Monday, February 27, 2012

Some Historical Background

This blog advocates for a split between the BGCO and OBU.
Allow me to present a little history lesson (and a bit of personal story) to explain why.
When I came to OBU I considered myself non-denominational. Now, I happily identify as a Baptist. I know what you’re thinking, “Veronica. Wouldn’t your experience with the ultra-conservative SBC be something that would turn you away from Baptist life?”
The answer is yes.
BUT! My last semester at OBU, two things happened. I decided to go to a Disciples of Christ seminary and I took an internship at a Baptist church in Dallas. This, of course, brought the denominational question back into my life, though I had spent the last four years thinking, “Well if this is Baptist, then certainly not that.” Yet here I was, looking towards a different kind of Baptist church that stood for all the things I thought were important in faith. 
So I asked the most important question yet, “What does it mean to be a Baptist?”
To be a Baptist, historically, means to affirm four freedoms. 
  1. Bible Freedom-- the freedom of each person to interpret the Bible 
  2. Soul Freedom-- the freedom of each person to determine the content of their faith
  3. Church Freedom-- freedom of local churches to govern themselves
  4. Religious Freedom-- belief in the separation of church and state
Thus to be a Baptist is to affirm the infinite worth of the individual. We affirm that every person is capable and responsible to make decisions and that collective bodies are to be independent. We believe that no one holds the entire picture of exactly who God is and each person has something to contribute.
Now, this sounds like the perfect tradition for a university. And, indeed, our Baptist forerunners in Oklahoma did not want an indoctrinating Bible college, but a freedom encouraging, mind growing, liberal arts university. It is perfectly within the Baptist tradition to encourage our young to think on their own, and, as responsible Christians, to give them the tools to blossom and come into their own potential.
But in the 1980’s everything changed. I could go into all the philosophical reasons why I think this change occurred, but for our purposes that is neither here nor there. It is only important that it did indeed happen.
In the 1980’s there was a leadership change and suddenly everyone in charge of the SBC was a fundamentalist. That is when the SBC started doing things like boycotting disney and kicking out all the professors from their seminaries who thought women were ok to teach.
Here is the key. As a Baptist, I feel, of course, that my more moderate ways adhere closer to our historical roots. But, I also know that it is not my job to decide if the fundamentalists are right or wrong. If that’s what they want, let them do it. I believe they are free and capable to make that decision.
Here is the rub. Part of the fundamentalist agenda is to deny the freedom of the individual and crusade for their own understanding of the Bible. From here has flown the many problems of my precious university. This is why professors are being fired for disagreeing with a literalistic interpretation of the Bible. This is why OBU is no longer hiring the promising academics the faculty prefer, but those who support the new fundamentalist agenda.
The problem is not that some people are fundamentalists. The problem is that there seems to be no room for cooperation and dissent within this newly fundamentalist organization.
OBU is always going to be conservative. (It’s in the middle of Oklahoma, for goodness' sake.) This is not an argument to stop being Baptist or evangelical. That voice is an important voice in academia and ought not be stifled. 
But in order to really be a liberal arts university, there must be freedom of thought, freedom of speech, academic freedom, and, above all, the freedom of the individual must be affirmed. These are Baptist values, but they are not fundamentalist values. OBU and the BGCO are heading in different directions-- and it is time they were parted. Neither party has much to gain from being tied to the other.

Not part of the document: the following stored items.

use arbor_auth::Account;
use arbor_core::ID;
use arbor_core::Unique;
use serde::Deserialize;
use serde::Serialize;

/// Family member profile with an embedded, ordered photo album.
///
/// `parent_id` is stored verbatim and never validated or traversed; the
/// "tree" is a flat collection with an optional parent pointer.
/// `created_by` is immutable after creation and is the sole authorization
/// dimension.
#[derive(Debug, Clone, Serialize)]
pub struct FamilyMember {
    id: ID<Self>,
    name: String,
    relationship: String,
    birth_date: Option<String>,
    bio: Option<String>,
    photo_url: Option<String>,
    parent_id: Option<ID<FamilyMember>>,
    photos: Vec<Photo>,
    created_by: ID<Account>,
    created_at: String,
}

impl FamilyMember {
    pub fn new(draft: MemberDraft, owner: ID<Account>) -> Self {
        Self {
            id: ID::default(),
            name: draft.name,
            relationship: draft.relationship,
            birth_date: draft.birth_date,
            bio: draft.bio,
            photo_url: draft.photo_url,
            parent_id: draft.parent_id,
            photos: Vec::new(),
            created_by: owner,
            created_at: arbor_core::timestamp(),
        }
    }
    pub fn name(&self) -> &str {
        &self.name
    }
    pub fn relationship(&self) -> &str {
        &self.relationship
    }
    pub fn birth_date(&self) -> Option<&str> {
        self.birth_date.as_deref()
    }
    pub fn bio(&self) -> Option<&str> {
        self.bio.as_deref()
    }
    pub fn photo_url(&self) -> Option<&str> {
        self.photo_url.as_deref()
    }
    pub fn parent(&self) -> Option<ID<FamilyMember>> {
        self.parent_id
    }
    pub fn photos(&self) -> &[Photo] {
        &self.photos
    }
    pub fn owner(&self) -> ID<Account> {
        self.created_by
    }
    pub fn created(&self) -> &str {
        &self.created_at
    }
}

impl Unique for FamilyMember {
    fn id(&self) -> ID<Self> {
        self.id
    }
}

impl From<tokio_postgres::Row> for FamilyMember {
    fn from(row: tokio_postgres::Row) -> Self {
        Self {
            id: ID::from(row.get::<_, uuid::Uuid>(0)),
            name: row.get(1),
            relationship: row.get(2),
            birth_date: row.get(3),
            bio: row.get(4),
            photo_url: row.get(5),
            parent_id: row.get::<_, Option<uuid::Uuid>>(6).map(ID::from),
            photos: serde_json::from_value(row.get::<_, serde_json::Value>(7))
                .unwrap_or_default(),
            created_by: ID::from(row.get::<_, uuid::Uuid>(8)),
            created_at: row.get(9),
        }
    }
}

/// Fields accepted at member creation.
#[derive(Debug, Clone, Deserialize)]
pub struct MemberDraft {
    pub name: String,
    pub relationship: String,
    pub birth_date: Option<String>,
    pub bio: Option<String>,
    pub photo_url: Option<String>,
    pub parent_id: Option<ID<FamilyMember>>,
}

/// Partial update. Absent fields are left untouched; an entirely absent
/// changeset is rejected before any store access.
#[derive(Debug, Clone, Default, Deserialize)]
pub struct MemberPatch {
    pub name: Option<String>,
    pub relationship: Option<String>,
    pub birth_date: Option<String>,
    pub bio: Option<String>,
    pub photo_url: Option<String>,
    pub parent_id: Option<uuid::Uuid>,
}

impl MemberPatch {
    pub(crate) fn changes(&self) -> Vec<(&'static str, &(dyn tokio_postgres::types::ToSql + Sync))> {
        let mut set: Vec<(&'static str, &(dyn tokio_postgres::types::ToSql + Sync))> = Vec::new();
        if let Some(ref name) = self.name {
            set.push(("name", name));
        }
        if let Some(ref relationship) = self.relationship {
            set.push(("relationship", relationship));
        }
        if let Some(ref birth_date) = self.birth_date {
            set.push(("birth_date", birth_date));
        }
        if let Some(ref bio) = self.bio {
            set.push(("bio", bio));
        }
        if let Some(ref photo_url) = self.photo_url {
            set.push(("photo_url", photo_url));
        }
        if let Some(ref parent_id) = self.parent_id {
            set.push(("parent_id", parent_id));
        }
        set
    }
    pub fn is_empty(&self) -> bool {
        self.changes().is_empty()
    }
}

/// Album entry embedded in a member document.
#[derive(Debug, Clone, Serialize, Deserialize)]
pub struct Photo {
    id: ID<Self>,
    photo_url: String,
    caption: Option<String>,
    added_at: String,
}

impl Photo {
    pub fn new(draft: PhotoDraft) -> Self {
        Self {
            id: ID::default(),
            photo_url: draft.photo_url,
            caption: draft.caption,
            added_at: arbor_core::timestamp(),
        }
    }
    pub fn url(&self) -> &str {
        &self.photo_url
    }
    pub fn caption(&self) -> Option<&str> {
        self.caption.as_deref()
    }
}

impl Unique for Photo {
    fn id(&self) -> ID<Self> {
        self.id
    }
}

#[derive(Debug, Clone, Deserialize)]
pub struct PhotoDraft {
    pub photo_url: String,
    pub caption: Option<String>,
}

mod schema {
    use arbor_pg::*;

    impl Schema for super::FamilyMember {
        fn name() -> &'static str {
            MEMBERS
        }
        fn creates() -> &'static str {
            const_format::concatcp!(
                "CREATE TABLE IF NOT EXISTS ",
                MEMBERS,
                " (
                    id            UUID PRIMARY KEY,
                    name          VARCHAR(255) NOT NULL,
                    relationship  VARCHAR(64) NOT NULL,
                    birth_date    TEXT,
                    bio           TEXT,
                    photo_url     TEXT,
                    parent_id     UUID,
                    photos        JSONB NOT NULL DEFAULT '[]'::jsonb,
                    created_by    UUID NOT NULL REFERENCES ",
                USERS,
                "(id),
                    created_at    TEXT NOT NULL
                );"
            )
        }
        fn indices() -> &'static str {
            const_format::concatcp!(
                "CREATE INDEX IF NOT EXISTS idx_members_owner ON ",
                MEMBERS,
                " (created_by);"
            )
        }
    }
}

#[cfg(test)]
mod tests {
    use super::*;

    #[test]
    fn empty_patch_is_empty() {
        assert!(MemberPatch::default().is_empty());
    }

    #[test]
    fn single_field_patch_is_not_empty() {
        let patch = MemberPatch {
            bio: Some("keeper of the recipes".to_string()),
            ..Default::default()
        };
        assert!(!patch.is_empty());
        assert_eq!(patch.changes().len(), 1);
        assert_eq!(patch.changes()[0].0, "bio");
    }

    #[test]
    fn unknown_json_fields_do_not_count_as_changes() {
        let patch: MemberPatch =
            serde_json::from_str(r#"{"created_by": "intruder", "nickname": "x"}"#).unwrap();
        assert!(patch.is_empty());
    }

    #[test]
    fn photo_document_shape() {
        let photo = Photo::new(PhotoDraft {
            photo_url: "/uploads/abc.jpg".to_string(),
            caption: Some("reunion".to_string()),
        });
        let json = serde_json::to_value(&photo).unwrap();
        assert_eq!(json["photo_url"], "/uploads/abc.jpg");
        assert_eq!(json["caption"], "reunion");
        assert_eq!(json["id"], photo.id().to_string());
        assert!(json["added_at"].is_string());
    }

    #[test]
    fn member_owner_is_set_at_creation() {
        let owner = ID::default();
        let member = FamilyMember::new(
            MemberDraft {
                name: "Grandma June".to_string(),
                relationship: "grandmother".to_string(),
                birth_date: None,
                bio: None,
                photo_url: None,
                parent_id: None,
            },
            owner,
        );
        assert_eq!(member.owner(), owner);
        assert!(member.photos().is_empty());
    }
}
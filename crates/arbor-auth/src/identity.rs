use super::*;
use arbor_core::ID;
use arbor_core::Unique;

/// A resolved, authenticated actor. Produced only by the identity
/// resolver after token verification and a live credential lookup.
#[derive(Debug, Clone, PartialEq, Eq, Hash)]
pub struct Identity {
    id: ID<Account>,
    email: String,
    name: String,
    admin: bool,
}

impl Identity {
    pub fn new(id: ID<Account>, email: String, name: String, admin: bool) -> Self {
        Self {
            id,
            email,
            name,
            admin,
        }
    }
    pub fn id(&self) -> ID<Account> {
        self.id
    }
    pub fn email(&self) -> &str {
        &self.email
    }
    pub fn name(&self) -> &str {
        &self.name
    }
    pub fn admin(&self) -> bool {
        self.admin
    }
}

impl From<Account> for Identity {
    fn from(account: Account) -> Self {
        Self {
            id: account.id(),
            email: account.email().to_string(),
            name: account.name().to_string(),
            admin: account.admin(),
        }
    }
}
//! Owned resources, ownership scoping, and scoped persistence.
//!
//! Every record kind here (family members, events, forum posts) carries an
//! immutable owner attribute, and every read or write passes through a
//! [`Scope`] that folds the caller's authorization into the query itself.
//! A record outside the caller's scope does not exist as far as the
//! caller can tell.
//!
//! ## Resources
//!
//! - [`FamilyMember`] — Profile with an embedded, ordered photo album
//! - [`Event`] — Calendar entry
//! - [`ForumPost`] — Discussion post with embedded, ordered replies
//!
//! ## Authorization
//!
//! - [`Scope`] — The uniform ALLOW/DENY decision over ownership
mod event;
mod member;
mod post;
mod repository;
mod scope;

pub use event::*;
pub use member::*;
pub use post::*;
pub use repository::*;
pub use scope::*;
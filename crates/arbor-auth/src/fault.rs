use actix_web::HttpResponse;
use actix_web::ResponseError;
use actix_web::http::StatusCode;
use arbor_pg::PgErr;
use std::fmt::Display;
use std::fmt::Formatter;

/// Every client-visible failure in the service, with its status mapping.
///
/// `NotFound` deliberately covers both true absence and present-but-not-
/// owned: ownership mismatches are indistinguishable from missing records
/// in status code and message, for every resource kind.
#[derive(Debug)]
pub enum Fault {
    /// Missing, malformed, expired, or unresolvable bearer token.
    Unauthenticated,
    /// Login email/password mismatch.
    BadCredentials,
    /// Resource absent or not owned by the caller. Carries the resource
    /// noun for the detail string ("Member", "Photo", ...).
    NotFound(&'static str),
    /// Registration with an email that already has an account.
    EmailTaken,
    /// Update request carrying no recognized updatable field.
    NoFields,
    /// Upload rejected before storage (content type or size).
    BadUpload(&'static str),
    /// Store-level failure, logged and masked.
    Database(PgErr),
    /// Anything else that should surface as a 500, logged and masked.
    Internal(String),
}

impl Display for Fault {
    fn fmt(&self, f: &mut Formatter<'_>) -> std::fmt::Result {
        match self {
            Self::Unauthenticated => write!(f, "Not authenticated"),
            Self::BadCredentials => write!(f, "Invalid credentials"),
            Self::NotFound(what) => write!(f, "{} not found", what),
            Self::EmailTaken => write!(f, "Email already registered"),
            Self::NoFields => write!(f, "No fields to update"),
            Self::BadUpload(why) => write!(f, "{}", why),
            Self::Database(_) | Self::Internal(_) => write!(f, "Internal server error"),
        }
    }
}

impl ResponseError for Fault {
    fn status_code(&self) -> StatusCode {
        match self {
            Self::Unauthenticated | Self::BadCredentials => StatusCode::UNAUTHORIZED,
            Self::NotFound(_) => StatusCode::NOT_FOUND,
            Self::EmailTaken | Self::NoFields | Self::BadUpload(_) => StatusCode::BAD_REQUEST,
            Self::Database(_) | Self::Internal(_) => StatusCode::INTERNAL_SERVER_ERROR,
        }
    }
    fn error_response(&self) -> HttpResponse {
        match self {
            Self::Database(e) => log::error!("database error: {}", e),
            Self::Internal(e) => log::error!("internal error: {}", e),
            _ => {}
        }
        HttpResponse::build(self.status_code())
            .json(serde_json::json!({ "detail": self.to_string() }))
    }
}

impl From<PgErr> for Fault {
    fn from(e: PgErr) -> Self {
        Self::Database(e)
    }
}

impl From<std::io::Error> for Fault {
    fn from(e: std::io::Error) -> Self {
        Self::Internal(e.to_string())
    }
}

#[cfg(test)]
mod tests {
    use super::*;

    #[test]
    fn status_mapping() {
        assert_eq!(Fault::Unauthenticated.status_code(), StatusCode::UNAUTHORIZED);
        assert_eq!(Fault::BadCredentials.status_code(), StatusCode::UNAUTHORIZED);
        assert_eq!(Fault::NotFound("Member").status_code(), StatusCode::NOT_FOUND);
        assert_eq!(Fault::EmailTaken.status_code(), StatusCode::BAD_REQUEST);
        assert_eq!(Fault::NoFields.status_code(), StatusCode::BAD_REQUEST);
        assert_eq!(Fault::BadUpload("too big").status_code(), StatusCode::BAD_REQUEST);
    }

    #[test]
    fn not_owned_is_not_found_never_forbidden() {
        // ownership mismatch surfaces exactly like absence
        let fault = Fault::NotFound("Member");
        assert_eq!(fault.status_code(), StatusCode::NOT_FOUND);
        assert_eq!(fault.to_string(), "Member not found");
    }

    #[test]
    fn detail_strings_do_not_leak_internals() {
        let fault = Fault::Internal("secret stack trace".to_string());
        assert_eq!(fault.to_string(), "Internal server error");
    }
}
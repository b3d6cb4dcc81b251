//! Core identifier types, traits, and constants for arbor.
//!
//! This crate provides the foundational types and configuration parameters
//! used throughout the arbor workspace.

// ============================================================================
// TRAITS
// ============================================================================
/// Unique identifier trait for domain entities.
pub trait Unique<T = Self> {
    fn id(&self) -> ID<T>;
}

// ============================================================================
// IDENTITY TYPES
// ============================================================================
use std::cmp::Ordering;
use std::fmt::Debug;
use std::fmt::Display;
use std::fmt::Formatter;
use std::hash::Hash;
use std::hash::Hasher;
use std::marker::PhantomData;

/// Generic ID wrapper providing compile-time type safety over uuid::Uuid.
pub struct ID<T> {
    inner: uuid::Uuid,
    marker: PhantomData<T>,
}

impl<T> ID<T> {
    pub fn inner(&self) -> uuid::Uuid {
        self.inner
    }
    /// Cast ID<T> to ID<U> while preserving the underlying UUID.
    /// Useful for converting between marker types.
    pub fn cast<U>(self) -> ID<U> {
        ID {
            inner: self.inner,
            marker: PhantomData,
        }
    }
}

impl<T> From<ID<T>> for uuid::Uuid {
    fn from(id: ID<T>) -> Self {
        id.inner()
    }
}
impl<T> From<uuid::Uuid> for ID<T> {
    fn from(inner: uuid::Uuid) -> Self {
        Self {
            inner,
            marker: PhantomData,
        }
    }
}

impl<T> Default for ID<T> {
    fn default() -> Self {
        Self {
            inner: uuid::Uuid::now_v7(),
            marker: PhantomData,
        }
    }
}

impl<T> Copy for ID<T> {}
impl<T> Clone for ID<T> {
    fn clone(&self) -> Self {
        *self
    }
}

impl<T> Eq for ID<T> {}
impl<T> PartialEq for ID<T> {
    fn eq(&self, other: &Self) -> bool {
        self.inner == other.inner
    }
}

impl<T> Ord for ID<T> {
    fn cmp(&self, other: &Self) -> Ordering {
        self.inner.cmp(&other.inner)
    }
}
impl<T> PartialOrd for ID<T> {
    fn partial_cmp(&self, other: &Self) -> Option<Ordering> {
        Some(self.cmp(other))
    }
}

impl<T> Hash for ID<T> {
    fn hash<H>(&self, state: &mut H)
    where
        H: Hasher,
    {
        self.inner.hash(state);
    }
}

impl<T> Debug for ID<T> {
    fn fmt(&self, f: &mut Formatter<'_>) -> std::fmt::Result {
        f.debug_tuple("ID").field(&self.inner).finish()
    }
}
impl<T> Display for ID<T> {
    fn fmt(&self, f: &mut Formatter<'_>) -> std::fmt::Result {
        Display::fmt(&self.inner, f)
    }
}

/// IDs cross the wire and the document store as lowercase hyphenated strings.
impl<T> serde::Serialize for ID<T> {
    fn serialize<S>(&self, serializer: S) -> Result<S::Ok, S::Error>
    where
        S: serde::Serializer,
    {
        self.inner.serialize(serializer)
    }
}
impl<'de, T> serde::Deserialize<'de> for ID<T> {
    fn deserialize<D>(deserializer: D) -> Result<Self, D::Error>
    where
        D: serde::Deserializer<'de>,
    {
        uuid::Uuid::deserialize(deserializer).map(Self::from)
    }
}

// ============================================================================
// SERVICE PARAMETERS
// ============================================================================
/// Maximum records returned by any collection listing.
pub const LIST_LIMIT: i64 = 1000;
/// Maximum accepted upload body size (50 MB).
pub const UPLOAD_MAX_BYTES: usize = 50 * 1024 * 1024;

/// Current instant as an RFC 3339 timestamp string, the format every
/// persisted document records for `created_at`.
pub fn timestamp() -> String {
    time::OffsetDateTime::now_utc()
        .format(&time::format_description::well_known::Rfc3339)
        .expect("rfc3339 format")
}

// ============================================================================
// RUNTIME UTILITIES
// ============================================================================
/// Initialize dual logging (terminal + file) with timestamped log files.
/// Creates `logs/` directory and writes DEBUG level to file, INFO to terminal.
#[cfg(feature = "server")]
pub fn log() {
    std::fs::create_dir_all("logs").expect("create logs directory");
    let config = simplelog::ConfigBuilder::new()
        .set_location_level(log::LevelFilter::Off)
        .set_target_level(log::LevelFilter::Off)
        .set_thread_level(log::LevelFilter::Off)
        .build();
    let time = std::time::SystemTime::now()
        .duration_since(std::time::UNIX_EPOCH)
        .expect("time moves slow")
        .as_secs();
    let file = simplelog::WriteLogger::new(
        log::LevelFilter::Debug,
        config.clone(),
        std::fs::File::create(format!("logs/{}.log", time)).expect("create log file"),
    );
    let term = simplelog::TermLogger::new(
        log::LevelFilter::Info,
        config.clone(),
        simplelog::TerminalMode::Mixed,
        simplelog::ColorChoice::Auto,
    );
    simplelog::CombinedLogger::init(vec![term, file]).expect("initialize logger");
}

/// Register Ctrl+C handler for immediate termination.
#[cfg(feature = "server")]
pub fn kys() {
    tokio::spawn(async move {
        tokio::signal::ctrl_c().await.unwrap();
        println!();
        log::warn!("interrupt received, exiting immediately");
        std::process::exit(0);
    });
}

#[cfg(test)]
mod tests {
    use super::*;

    struct Marker;

    #[test]
    fn ids_round_trip_through_json_as_strings() {
        let id = ID::<Marker>::default();
        let json = serde_json::to_value(&id).unwrap();
        assert_eq!(json, serde_json::Value::String(id.to_string()));
        let back: ID<Marker> = serde_json::from_value(json).unwrap();
        assert_eq!(back, id);
    }

    #[test]
    fn fresh_ids_are_distinct() {
        assert_ne!(ID::<Marker>::default(), ID::<Marker>::default());
    }

    #[test]
    fn timestamps_are_rfc3339() {
        let ts = timestamp();
        assert!(time::OffsetDateTime::parse(
            &ts,
            &time::format_description::well_known::Rfc3339
        )
        .is_ok());
    }
}
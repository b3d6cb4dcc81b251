//! Credential-store checks against a live PostgreSQL. Each test returns
//! early when `DB_URL` is unset.

use arbor_auth::Account;
use arbor_auth::AccountRepository;
use arbor_core::ID;

#[tokio::test]
async fn duplicate_email_insert_reports_unique_violation() {
    if std::env::var("DB_URL").is_err() {
        return;
    }
    let client = arbor_pg::db().await;
    arbor_pg::prepare::<Account>(&client).await.unwrap();

    let email = format!("{}@register.test", uuid::Uuid::now_v7());
    let first = Account::new(ID::default(), email.clone(), "First".to_string(), false);
    let second = Account::new(ID::default(), email, "Second".to_string(), false);
    client.create(&first, "hashword-1").await.unwrap();

    // two registrations racing past the availability check settle here;
    // registration maps this code to the email-taken response
    let err = client.create(&second, "hashword-2").await.unwrap_err();
    assert_eq!(
        err.code(),
        Some(&tokio_postgres::error::SqlState::UNIQUE_VIOLATION)
    );
}
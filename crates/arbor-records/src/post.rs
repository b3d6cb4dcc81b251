use arbor_auth::Account;
use arbor_auth::Identity;
use arbor_core::ID;
use arbor_core::Unique;
use serde::Deserialize;
use serde::Serialize;

/// Forum post with embedded, ordered replies.
///
/// Posting a reply is open to any authenticated identity; deleting one is
/// authorized against the reply's own author, never the post's.
#[derive(Debug, Clone, Serialize)]
pub struct ForumPost {
    id: ID<Self>,
    title: String,
    body: String,
    replies: Vec<Reply>,
    author_id: ID<Account>,
    author_name: String,
    created_at: String,
}

impl ForumPost {
    pub fn new(draft: PostDraft, author: &Identity) -> Self {
        Self {
            id: ID::default(),
            title: draft.title,
            body: draft.body,
            replies: Vec::new(),
            author_id: author.id(),
            author_name: author.name().to_string(),
            created_at: arbor_core::timestamp(),
        }
    }
    pub fn title(&self) -> &str {
        &self.title
    }
    pub fn body(&self) -> &str {
        &self.body
    }
    pub fn replies(&self) -> &[Reply] {
        &self.replies
    }
    pub fn author(&self) -> ID<Account> {
        self.author_id
    }
    pub fn author_name(&self) -> &str {
        &self.author_name
    }
    pub fn created(&self) -> &str {
        &self.created_at
    }
}

impl Unique for ForumPost {
    fn id(&self) -> ID<Self> {
        self.id
    }
}

impl From<tokio_postgres::Row> for ForumPost {
    fn from(row: tokio_postgres::Row) -> Self {
        Self {
            id: ID::from(row.get::<_, uuid::Uuid>(0)),
            title: row.get(1),
            body: row.get(2),
            replies: serde_json::from_value(row.get::<_, serde_json::Value>(3))
                .unwrap_or_default(),
            author_id: ID::from(row.get::<_, uuid::Uuid>(4)),
            author_name: row.get(5),
            created_at: row.get(6),
        }
    }
}

#[derive(Debug, Clone, Deserialize)]
pub struct PostDraft {
    pub title: String,
    pub body: String,
}

#[derive(Debug, Clone, Default, Deserialize)]
pub struct PostPatch {
    pub title: Option<String>,
    pub body: Option<String>,
}

impl PostPatch {
    pub(crate) fn changes(&self) -> Vec<(&'static str, &(dyn tokio_postgres::types::ToSql + Sync))> {
        let mut set: Vec<(&'static str, &(dyn tokio_postgres::types::ToSql + Sync))> = Vec::new();
        if let Some(ref title) = self.title {
            set.push(("title", title));
        }
        if let Some(ref body) = self.body {
            set.push(("body", body));
        }
        set
    }
    pub fn is_empty(&self) -> bool {
        self.changes().is_empty()
    }
}

/// Reply embedded in a post document. Carries its own author attribute,
/// distinct from the parent post's.
#[derive(Debug, Clone, Serialize, Deserialize)]
pub struct Reply {
    id: ID<Self>,
    body: String,
    author_id: ID<Account>,
    author_name: String,
    created_at: String,
}

impl Reply {
    pub fn new(draft: ReplyDraft, author: &Identity) -> Self {
        Self {
            id: ID::default(),
            body: draft.body,
            author_id: author.id(),
            author_name: author.name().to_string(),
            created_at: arbor_core::timestamp(),
        }
    }
    pub fn body(&self) -> &str {
        &self.body
    }
    pub fn author(&self) -> ID<Account> {
        self.author_id
    }
    pub fn author_name(&self) -> &str {
        &self.author_name
    }
}

impl Unique for Reply {
    fn id(&self) -> ID<Self> {
        self.id
    }
}

#[derive(Debug, Clone, Deserialize)]
pub struct ReplyDraft {
    pub body: String,
}

mod schema {
    use arbor_pg::*;

    impl Schema for super::ForumPost {
        fn name() -> &'static str {
            POSTS
        }
        fn creates() -> &'static str {
            const_format::concatcp!(
                "CREATE TABLE IF NOT EXISTS ",
                POSTS,
                " (
                    id           UUID PRIMARY KEY,
                    title        VARCHAR(255) NOT NULL,
                    body         TEXT NOT NULL,
                    replies      JSONB NOT NULL DEFAULT '[]'::jsonb,
                    author_id    UUID NOT NULL REFERENCES ",
                USERS,
                "(id),
                    author_name  VARCHAR(255) NOT NULL,
                    created_at   TEXT NOT NULL
                );"
            )
        }
        fn indices() -> &'static str {
            const_format::concatcp!(
                "CREATE INDEX IF NOT EXISTS idx_posts_author ON ",
                POSTS,
                " (author_id);"
            )
        }
    }
}

#[cfg(test)]
mod tests {
    use super::*;

    fn author() -> Identity {
        Identity::new(
            ID::default(),
            "a@x.com".to_string(),
            "Aunt May".to_string(),
            false,
        )
    }

    #[test]
    fn reply_document_carries_its_own_author() {
        let me = author();
        let reply = Reply::new(
            ReplyDraft {
                body: "welcome!".to_string(),
            },
            &me,
        );
        let json = serde_json::to_value(&reply).unwrap();
        assert_eq!(json["author_id"], me.id().to_string());
        assert_eq!(json["author_name"], "Aunt May");
        assert_eq!(json["id"], reply.id().to_string());
    }

    #[test]
    fn post_author_is_the_creating_identity() {
        let me = author();
        let post = ForumPost::new(
            PostDraft {
                title: "hello".to_string(),
                body: "first post".to_string(),
            },
            &me,
        );
        assert_eq!(post.author(), me.id());
        assert!(post.replies().is_empty());
    }

    #[test]
    fn empty_patch_is_empty() {
        assert!(PostPatch::default().is_empty());
    }
}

For more information on the history of the recent changes within the SBC, check out the links on the right side of the page, especially the video made by our friends at the Texas Baptist committed.


  1. I saw these trends in nascent form when I graduated in 2001 and worked in the Alumni Office in 2003. The sheer ugliness of SBC politics is overpowering. At that point, the University's brass had not yet been assimilated, so the University maintained a dynamic tension between its fundamentalist funding sources and its commitment to the liberal arts. But the writing was certainly on the wall.

  2. Great post, Veronica. So far, it's one of my favorites from the Save OBU blog because it highlights something you once said to me: Baptists should be defined by what they stand for (the four freedoms), not what they stand against. Keep up the good work!

  3. Clear and concise post, Veronica. I especially appreciate the precise delineation of what it means to be Baptist, i.e. the four freedoms. Not only does it increase my personal confidence in the movement to save OBU (I'm huge on Context *StrengthsQuest alert*), but it heightens the communal understanding of the validity of our movement as a whole. Raising these issues is a great place from which to launch.

  4. This is a great post, Vern! I appreciate the way you summarized the problems that the fundamentalist agenda poses to OBU. When people ask me about what is going on at OBU, I will surely quote this article.

  5. Re: The Four Freedoms, did you mean separation of church from hate?